__What is expected__:
In the records below, find each line that holds "directory" and return it.

Entries taken from a collection
————————
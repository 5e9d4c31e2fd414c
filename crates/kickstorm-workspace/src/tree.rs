//! Synced file tree listing.

use std::fs;
use std::path::Path;

use kickstorm_core::models::RepoFile;
use kickstorm_core::paths;

use crate::store::WorkspaceError;

/// Walk the synced `repo/` directory and return a bounded, sorted list of
/// files with best-effort MIME types.
pub fn list_repo_files(repo_dir: &Path, limit: usize) -> Result<Vec<RepoFile>, WorkspaceError> {
    if !repo_dir.is_dir() {
        return Ok(Vec::new());
    }

    let mut files = Vec::new();
    walk(repo_dir, repo_dir, limit, &mut files)?;
    files.sort_by(|a, b| a.path.cmp(&b.path));
    Ok(files)
}

fn walk(
    root: &Path,
    dir: &Path,
    limit: usize,
    out: &mut Vec<RepoFile>,
) -> Result<(), WorkspaceError> {
    if out.len() >= limit {
        return Ok(());
    }
    let entries = fs::read_dir(dir).map_err(|e| WorkspaceError::Io {
        path: dir.to_path_buf(),
        source: e,
    })?;
    for entry in entries {
        if out.len() >= limit {
            return Ok(());
        }
        let entry = entry.map_err(|e| WorkspaceError::Io {
            path: dir.to_path_buf(),
            source: e,
        })?;
        let path = entry.path();
        if path.is_dir() {
            walk(root, &path, limit, out)?;
            continue;
        }
        if !path.is_file() {
            continue;
        }

        let Ok(rel) = path.strip_prefix(root) else {
            continue;
        };
        let joined = rel
            .components()
            .map(|c| c.as_os_str().to_string_lossy())
            .collect::<Vec<_>>()
            .join("/");
        // Anything that slipped past sanitization on the way in is not
        // listed on the way out.
        let Ok(sanitized) = paths::sanitize(&joined) else {
            continue;
        };

        let size = entry
            .metadata()
            .map_err(|e| WorkspaceError::Io {
                path: path.clone(),
                source: e,
            })?
            .len();
        let mime = mime_guess::from_path(&path)
            .first()
            .map(|m| m.essence_str().to_string());

        out.push(RepoFile {
            path: sanitized,
            size,
            mime,
        });
    }
    Ok(())
}
//! Session cancellation.

use crate::auth::{require_member, UserContext};
use crate::error::{ErrorResponse, HttpAppError};
use crate::state::AppState;
use axum::{
    extract::{Path, State},
    Json,
};
use serde::Serialize;
use std::sync::Arc;
use utoipa::ToSchema;

#[derive(Debug, Serialize, ToSchema)]
pub struct DeleteSessionResponse {
    pub success: bool,
    pub session_id: String,
}

#[utoipa::path(
    delete,
    path = "/api/v0/projects/{project_id}/sessions/{session_id}",
    tag = "uploads",
    params(
        ("project_id" = i64, Path, description = "Project ID"),
        ("session_id" = String, Path, description = "Upload session ID")
    ),
    responses(
        (status = 200, description = "Session deleted", body = DeleteSessionResponse),
        (status = 400, description = "Session is completed or syncing", body = ErrorResponse),
        (status = 403, description = "Not a project member", body = ErrorResponse),
        (status = 404, description = "Session not found", body = ErrorResponse)
    )
)]
pub async fn delete_session(
    State(state): State<Arc<AppState>>,
    user: UserContext,
    Path((project_id, session_id)): Path<(i64, String)>,
) -> Result<Json<DeleteSessionResponse>, HttpAppError> {
    require_member(&state, project_id, user).await?;

    // A cancel on a session stuck in syncing is refused here; the
    // auto-recovery sweep will eventually release it.
    state.store.delete_session(project_id, &session_id)?;

    Ok(Json(DeleteSessionResponse {
        success: true,
        session_id,
    }))
}
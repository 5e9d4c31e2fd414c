//! Signed download token issuance.

use crate::auth::{require_member, UserContext};
use crate::error::{ErrorResponse, HttpAppError};
use crate::state::AppState;
use axum::{
    extract::{Path, State},
    Json,
};
use kickstorm_core::{paths, tokens, AppError};
use serde::{Deserialize, Serialize};
use std::sync::Arc;
use utoipa::ToSchema;

#[derive(Debug, Deserialize, ToSchema)]
pub struct SignFileRequest {
    pub path: String,
}

#[derive(Debug, Serialize, ToSchema)]
pub struct SignFileResponse {
    pub success: bool,
    pub token: String,
}

#[utoipa::path(
    post,
    path = "/api/v0/projects/{project_id}/files/sign",
    tag = "files",
    params(
        ("project_id" = i64, Path, description = "Project ID")
    ),
    request_body = SignFileRequest,
    responses(
        (status = 200, description = "Short-lived download token", body = SignFileResponse),
        (status = 400, description = "Invalid path", body = ErrorResponse),
        (status = 403, description = "Not a project member", body = ErrorResponse),
        (status = 404, description = "File not found", body = ErrorResponse)
    )
)]
pub async fn sign_file(
    State(state): State<Arc<AppState>>,
    user: UserContext,
    Path(project_id): Path<i64>,
    Json(request): Json<SignFileRequest>,
) -> Result<Json<SignFileResponse>, HttpAppError> {
    require_member(&state, project_id, user).await?;

    let sanitized = paths::sanitize(&request.path)?;
    let file_path = state.store.repo_file_path(project_id, &sanitized)?;
    if !file_path.is_file() {
        return Err(HttpAppError(AppError::NotFound(format!(
            "File not found: {}",
            sanitized
        ))));
    }

    // Authorization is delegated to the act of issuance; the token itself
    // carries no user identity.
    let token = tokens::sign(
        project_id,
        &sanitized,
        state.token_secret(),
        &state.config.file_token_salt,
    );

    Ok(Json(SignFileResponse {
        success: true,
        token,
    }))
}
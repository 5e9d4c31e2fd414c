//! Tracing initialisation.

use tracing_subscriber::{fmt, EnvFilter};

/// Install the global tracing subscriber. `RUST_LOG` controls the filter;
/// defaults to `info`.
pub fn init_tracing() {
    let filter = EnvFilter::try_from_default_env().unwrap_or_else(|_| EnvFilter::new("info"));
    fmt().with_env_filter(filter).init();
}
//! Sync status: per-session state or the project-level summary.
//!
//! Every listing runs the stale-session recovery sweep, which is the only
//! mechanism that unsticks a crashed publish.

use crate::auth::{require_member, UserContext};
use crate::error::{ErrorResponse, HttpAppError};
use crate::state::AppState;
use axum::{
    extract::{Path, Query, State},
    Json,
};
use chrono::{DateTime, Utc};
use kickstorm_core::models::{HistoryEntry, SessionStatus, UploadSession};
use serde::{Deserialize, Serialize};
use std::sync::Arc;
use utoipa::ToSchema;

const HISTORY_PREVIEW: usize = 5;
const SESSION_PREVIEW: usize = 10;

#[derive(Debug, Deserialize)]
pub struct SyncStatusQuery {
    pub session_id: Option<String>,
}

#[derive(Debug, Serialize, ToSchema)]
pub struct RepositoryInfo {
    #[serde(skip_serializing_if = "Option::is_none")]
    pub repo_name: Option<String>,
    pub private: bool,
    #[serde(skip_serializing_if = "Option::is_none")]
    pub last_sync_at: Option<DateTime<Utc>>,
}

#[derive(Debug, Serialize, ToSchema)]
pub struct SyncStatusResponse {
    pub success: bool,
    #[serde(skip_serializing_if = "Option::is_none")]
    pub session: Option<UploadSession>,
    #[serde(skip_serializing_if = "Option::is_none")]
    pub repository: Option<RepositoryInfo>,
    #[serde(skip_serializing_if = "Option::is_none")]
    pub history: Option<Vec<HistoryEntry>>,
    #[serde(skip_serializing_if = "Option::is_none")]
    pub sessions: Option<Vec<UploadSession>>,
}

#[utoipa::path(
    get,
    path = "/api/v0/projects/{project_id}/sync-status",
    tag = "sync",
    params(
        ("project_id" = i64, Path, description = "Project ID"),
        ("session_id" = Option<String>, Query, description = "Limit to one session")
    ),
    responses(
        (status = 200, description = "Sync status", body = SyncStatusResponse),
        (status = 403, description = "Not a project member", body = ErrorResponse),
        (status = 404, description = "Project or session not found", body = ErrorResponse)
    )
)]
pub async fn sync_status(
    State(state): State<Arc<AppState>>,
    user: UserContext,
    Path(project_id): Path<i64>,
    Query(query): Query<SyncStatusQuery>,
) -> Result<Json<SyncStatusResponse>, HttpAppError> {
    let project = require_member(&state, project_id, user).await?;

    if let Some(session_id) = query.session_id {
        let session = state.store.load_session(project_id, &session_id)?;
        return Ok(Json(SyncStatusResponse {
            success: true,
            session: Some(session),
            repository: None,
            history: None,
            sessions: None,
        }));
    }

    let history = state.store.load_history(project_id, Some(HISTORY_PREVIEW))?;
    let sessions = state.store.list_sessions(project_id, Some(SESSION_PREVIEW))?;

    let last_sync_at = history
        .iter()
        .find(|entry| entry.status == SessionStatus::Completed)
        .map(|entry| entry.created_at);

    tracing::debug!(
        project_id = project_id,
        sessions = sessions.len(),
        "Sync status listed"
    );

    Ok(Json(SyncStatusResponse {
        success: true,
        session: None,
        repository: Some(RepositoryInfo {
            repo_name: project.repo_name,
            private: project.private,
            last_sync_at,
        }),
        history: Some(history),
        sessions: Some(sessions),
    }))
}
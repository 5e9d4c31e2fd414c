//! Workspace path sanitization and filtering.
//!
//! Pure functions, no I/O. `sanitize` must run before every write into the
//! workspace and every read driven by a client-supplied path; `ensure_safe`
//! gates extraction and uploads; `ensure_syncable` additionally filters
//! ephemeral files before remote publication. Safe implies maybe-syncable;
//! not safe implies never synced.

use thiserror::Error;

#[derive(Debug, Error, PartialEq, Eq)]
pub enum PathError {
    #[error("Relative path is required")]
    Empty,
    #[error("Relative path is not valid")]
    Invalid,
    #[error("Absolute paths are not allowed")]
    Absolute,
}

/// Exact basenames that are never accepted, regardless of directory.
const BLOCKED_FILES: &[&str] = &[
    ".env",
    ".env.local",
    ".env.production",
    ".env.development",
    ".env.test",
    "id_rsa",
    "id_ed25519",
    "id_dsa",
    "secrets.yml",
    "secrets.yaml",
    "secrets.json",
    "credentials.json",
];

/// Basename suffixes that indicate key material or certificates.
const BLOCKED_SUFFIXES: &[&str] = &[
    ".key", ".pem", ".pfx", ".p12", ".crt", ".der", ".keystore", ".jks",
];

/// Basename prefixes for key files and secret bundles.
const BLOCKED_PREFIXES: &[&str] = &["id_rsa", "id_ed25519", "secrets.", "credentials."];

/// Hidden files that are allowed despite the dotfile rule.
const ALLOWED_DOTFILES: &[&str] = &[".gitignore", ".dockerignore", ".editorconfig"];

/// Path segments naming build or VCS artifact directories.
const BLOCKED_SEGMENTS: &[&str] = &[
    "__pycache__",
    "node_modules",
    ".git",
    ".venv",
    "venv",
    "dist",
    "build",
    ".idea",
    ".vscode",
    ".mypy_cache",
    ".pytest_cache",
    ".ssh",
    ".aws",
    "instance",
    "logs",
];

/// Directories excluded from sync in addition to `BLOCKED_SEGMENTS`.
const SYNC_IGNORED_SEGMENTS: &[&str] = &[
    "env",
    "ENV",
    ".tox",
    "htmlcov",
    "bower_components",
    ".egg-info",
];

/// File suffixes excluded from sync but harmless to keep staged.
const SYNC_IGNORED_SUFFIXES: &[&str] = &[
    ".pyc", ".pyo", ".pyd", ".so", ".dll", ".dylib", ".log", ".db", ".sqlite", ".sqlite3",
];

/// OS metadata files excluded from sync.
const SYNC_IGNORED_FILES: &[&str] = &[".DS_Store", "Thumbs.db"];

/// Canonicalize a client-supplied relative path.
///
/// Backslashes are treated as separators, empty / `.` / `..` segments are
/// dropped, and the result joins the remaining segments with `/`. The output
/// round-trips: splitting it on `/` yields exactly the retained segments.
pub fn sanitize(raw: &str) -> Result<String, PathError> {
    let trimmed = raw.trim();
    if trimmed.is_empty() {
        return Err(PathError::Empty);
    }
    if trimmed.contains('\0') {
        return Err(PathError::Invalid);
    }
    if trimmed.starts_with('/') || trimmed.starts_with('\\') {
        return Err(PathError::Absolute);
    }
    // Windows drive-letter prefix ("C:\...") counts as absolute too.
    let bytes = trimmed.as_bytes();
    if bytes.len() >= 2 && bytes[1] == b':' && bytes[0].is_ascii_alphabetic() {
        return Err(PathError::Absolute);
    }

    let normalized = trimmed.replace('\\', "/");
    let parts: Vec<&str> = normalized
        .split('/')
        .filter(|part| !part.is_empty() && *part != "." && *part != "..")
        .collect();

    if parts.is_empty() {
        return Err(PathError::Invalid);
    }

    Ok(parts.join("/"))
}

/// Check whether a path may be staged in the workspace at all.
///
/// Returns `Err(reason)` when the basename matches the secret blocklist, a
/// segment names a build/VCS artifact directory, or traversal is detected.
pub fn ensure_safe(path: &str) -> Result<(), String> {
    let normalized = path.replace('\\', "/");

    if normalized.contains("..") || normalized.starts_with('/') {
        return Err("path traversal detected".to_string());
    }

    let basename = normalized.rsplit('/').next().unwrap_or(&normalized);
    let lower = basename.to_ascii_lowercase();

    if BLOCKED_FILES.contains(&lower.as_str()) {
        return Err(format!("sensitive file blocked: {}", basename));
    }
    if BLOCKED_SUFFIXES.iter().any(|ext| lower.ends_with(ext)) {
        return Err(format!("sensitive extension blocked: {}", basename));
    }
    if BLOCKED_PREFIXES.iter().any(|prefix| lower.starts_with(prefix)) {
        return Err(format!("sensitive file blocked: {}", basename));
    }
    if lower.contains(".env") {
        return Err(format!("environment file blocked: {}", basename));
    }
    if lower.starts_with('.') && !ALLOWED_DOTFILES.contains(&lower.as_str()) {
        return Err(format!("hidden file blocked: {}", basename));
    }

    for segment in normalized.split('/') {
        if BLOCKED_SEGMENTS.contains(&segment) {
            return Err(format!("blocked directory: {}", segment));
        }
    }

    Ok(())
}

/// Check whether a path should be published to the remote repository.
///
/// Superset of `ensure_safe`: also drops build artifacts, compiled objects,
/// logs, local databases, and OS metadata that are harmless to stage but
/// should never reach the remote.
pub fn ensure_syncable(path: &str) -> Result<(), String> {
    let normalized = path.replace('\\', "/");
    let basename = normalized.rsplit('/').next().unwrap_or(&normalized);
    let lower = basename.to_ascii_lowercase();

    for segment in normalized.split('/') {
        if SYNC_IGNORED_SEGMENTS.contains(&segment) {
            return Err(format!("ignored directory: {}", segment));
        }
    }
    if SYNC_IGNORED_FILES.contains(&basename) {
        return Err(format!("ignored file: {}", basename));
    }
    if SYNC_IGNORED_SUFFIXES.iter().any(|ext| lower.ends_with(ext)) {
        return Err(format!("ignored extension: {}", basename));
    }

    ensure_safe(&normalized).map_err(|reason| format!("unsafe: {}", reason))
}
————————
__Answer below__:
/// Walk the synced `repo/` directory and return a bounded, sorted list of
/// Exact basenames that are never accepted, regardless of directory.
/// segment names a build/VCS artifact directory, or traversal is detected.
            return Err(format!("blocked directory: {}", segment));
            return Err(format!("ignored directory: {}", segment));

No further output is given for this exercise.